O Grêmio prepara todo um arsenal jurídico para tentar evitar ou amenizar eventuais punições pelo caso de racismo praticado por torcedores na Arena. O objetivo imediato será não ser punido com a exclusão da Copa do Brasil ou uma longa suspensão que inclua a perda de mandos de campo na Arena.
Três defensores são do próprio clube – Thiago Brunetto, Jorge Petersen e Gabriel Vieira –, além de Michel Assef Filho, que atua no Flamengo e foi contratado especialmente para o caso por ter um bom trânsito na corte desportiva.
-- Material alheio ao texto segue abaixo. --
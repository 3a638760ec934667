use std::time::Duration;
use std::time::Instant;

use pretty_assertions::assert_eq;
use rfsh_core::BridgeMode;
use rfsh_core::config::DEFAULT_BANNER;
use rfsh_test_support::TestClient;
use rfsh_test_support::TestServer;
use rfsh_test_support::start_server;
use rfsh_test_support::test_config;

async fn greeted(server: &TestServer) -> TestClient {
    let mut client = server.connect().await;
    let banner = client.read_until("> ").await;
    assert_eq!(banner, format!("{DEFAULT_BANNER}> "));
    client
}

#[tokio::test(flavor = "multi_thread", worker_threads = 2)]
async fn echo_answers_with_output_and_prompt() {
    let server = start_server(test_config(BridgeMode::CommandResponse)).await;
    let mut client = greeted(&server).await;

    client.send_line("echo hello").await;
    assert_eq!(client.read_until("> ").await, "hello\n> ");

    client.send_line("echo out; echo err 1>&2").await;
    let response = client.read_until("> ").await;
    assert!(response.contains("out\n"), "{response:?}");
    assert!(response.contains("err\n"), "{response:?}");

    client.send_line("exit").await;
    assert_eq!(client.read_to_end().await, "Goodbye!\n");
    server.stop().await;
}

#[tokio::test(flavor = "multi_thread", worker_threads = 2)]
async fn exit_words_are_case_insensitive_and_leave_the_listener_up() {
    let server = start_server(test_config(BridgeMode::CommandResponse)).await;

    for word in ["EXIT", "Quit", "bye"] {
        let mut client = greeted(&server).await;
        client.send(format!("{word}\r\n").as_bytes()).await;
        assert_eq!(client.read_to_end().await, "Goodbye!\n");
    }

    let mut client = greeted(&server).await;
    client.send_line("echo still-here").await;
    assert_eq!(client.read_until("> ").await, "still-here\n> ");
    server.stop().await;
}

#[tokio::test(flavor = "multi_thread", worker_threads = 2)]
async fn silent_commands_get_a_placeholder() {
    let server = start_server(test_config(BridgeMode::CommandResponse)).await;
    let mut client = greeted(&server).await;

    client.send_line("true").await;
    assert_eq!(
        client.read_until("> ").await,
        "Command executed (no output)\n> "
    );
    server.stop().await;
}

#[tokio::test(flavor = "multi_thread", worker_threads = 2)]
async fn slow_commands_time_out_without_ending_the_session() {
    let mut config = test_config(BridgeMode::CommandResponse);
    config.command.timeout_ms = 500;
    let server = start_server(config).await;
    let mut client = greeted(&server).await;

    let start = Instant::now();
    client.send_line("sleep 3").await;
    assert_eq!(
        client.read_until("> ").await,
        "Error: command timed out after 0.5s\n> "
    );
    assert!(
        start.elapsed() < Duration::from_millis(2_500),
        "timeout took {:?}",
        start.elapsed()
    );

    client.send_line("echo after").await;
    assert_eq!(client.read_until("> ").await, "after\n> ");
    server.stop().await;
}

#[tokio::test(flavor = "multi_thread", worker_threads = 2)]
async fn empty_line_ends_the_session() {
    let server = start_server(test_config(BridgeMode::CommandResponse)).await;
    let mut client = greeted(&server).await;

    client.send(b"\r\n").await;
    assert_eq!(client.read_to_end().await, "");
    server.stop().await;
}

#[tokio::test(flavor = "multi_thread", worker_threads = 2)]
async fn next_client_is_served_after_a_drop() {
    let server = start_server(test_config(BridgeMode::CommandResponse)).await;

    let first = greeted(&server).await;
    drop(first);

    let mut second = greeted(&server).await;
    second.send_line("echo hello").await;
    assert_eq!(second.read_until("> ").await, "hello\n> ");
    server.stop().await;
}

#[tokio::test(flavor = "multi_thread", worker_threads = 2)]
async fn dropping_mid_command_does_not_break_the_listener() {
    let server = start_server(test_config(BridgeMode::CommandResponse)).await;

    let mut first = greeted(&server).await;
    first.send_line("sleep 1; echo late").await;
    drop(first);

    let mut second = greeted(&server).await;
    second.send_line("echo hello").await;
    assert_eq!(second.read_until("> ").await, "hello\n> ");
    server.stop().await;
}

#[tokio::test(flavor = "multi_thread", worker_threads = 2)]
async fn only_one_session_is_served_at_a_time() {
    let server = start_server(test_config(BridgeMode::CommandResponse)).await;

    let mut first = greeted(&server).await;
    let mut second = server.connect().await;
    let early = second
        .try_read_until("> ", Duration::from_millis(500))
        .await;
    assert_eq!(early, Err(String::new()), "second client was greeted early");

    first.send_line("echo first").await;
    assert_eq!(first.read_until("> ").await, "first\n> ");
    first.send_line("bye").await;
    assert_eq!(first.read_to_end().await, "Goodbye!\n");

    assert_eq!(second.read_until("> ").await, format!("{DEFAULT_BANNER}> "));
    second.send_line("echo second").await;
    assert_eq!(second.read_until("> ").await, "second\n> ");
    server.stop().await;
}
O presidente Fábio Koff também está presente na sessão.
O primeiro voto do julgamento é do auditor-relator Francisco Pessanha, que se manifesta à favor da exclusão do Grêmio na Copa do Brasil, do pagamento de uma multa de R$ 50 mil e da proibição do direito de frequentar a Arena ou qualquer outro estádio em que o clube mande os jogos aos torcedores identificados pelas injúrias raciais. O auditor baseia a decisão no texto do artigo 243-G do Código Brasileiro.